Start of Data to examine

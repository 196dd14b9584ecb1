//! 核心功能模块
//!
//! 本模块提供 GPU 核心层依赖的环境功能：日志系统、配置管理和错误处理。
//! 这些模块独立于具体的图形 API。
//!
//! # 模块组织
//!
//! - `log`：日志系统，基于 tracing 的结构化日志
//! - `config`：配置管理，支持从配置文件与命令行加载
//! - `error`：错误处理，定义统一的错误类型

pub mod log;
pub mod config;
pub mod error;

// 重新导出常用类型，方便使用
pub use error::{Result, DistGpuError, GraphicsError, SyncError, ConfigError};
pub use config::{Config, BackendSelection};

End of Data to examine

For the string "日志系统", filter the data and copy out each line where it occurs.

//! 本模块提供 GPU 核心层依赖的环境功能：日志系统、配置管理和错误处理。
//! - `log`：日志系统，基于 tracing 的结构化日志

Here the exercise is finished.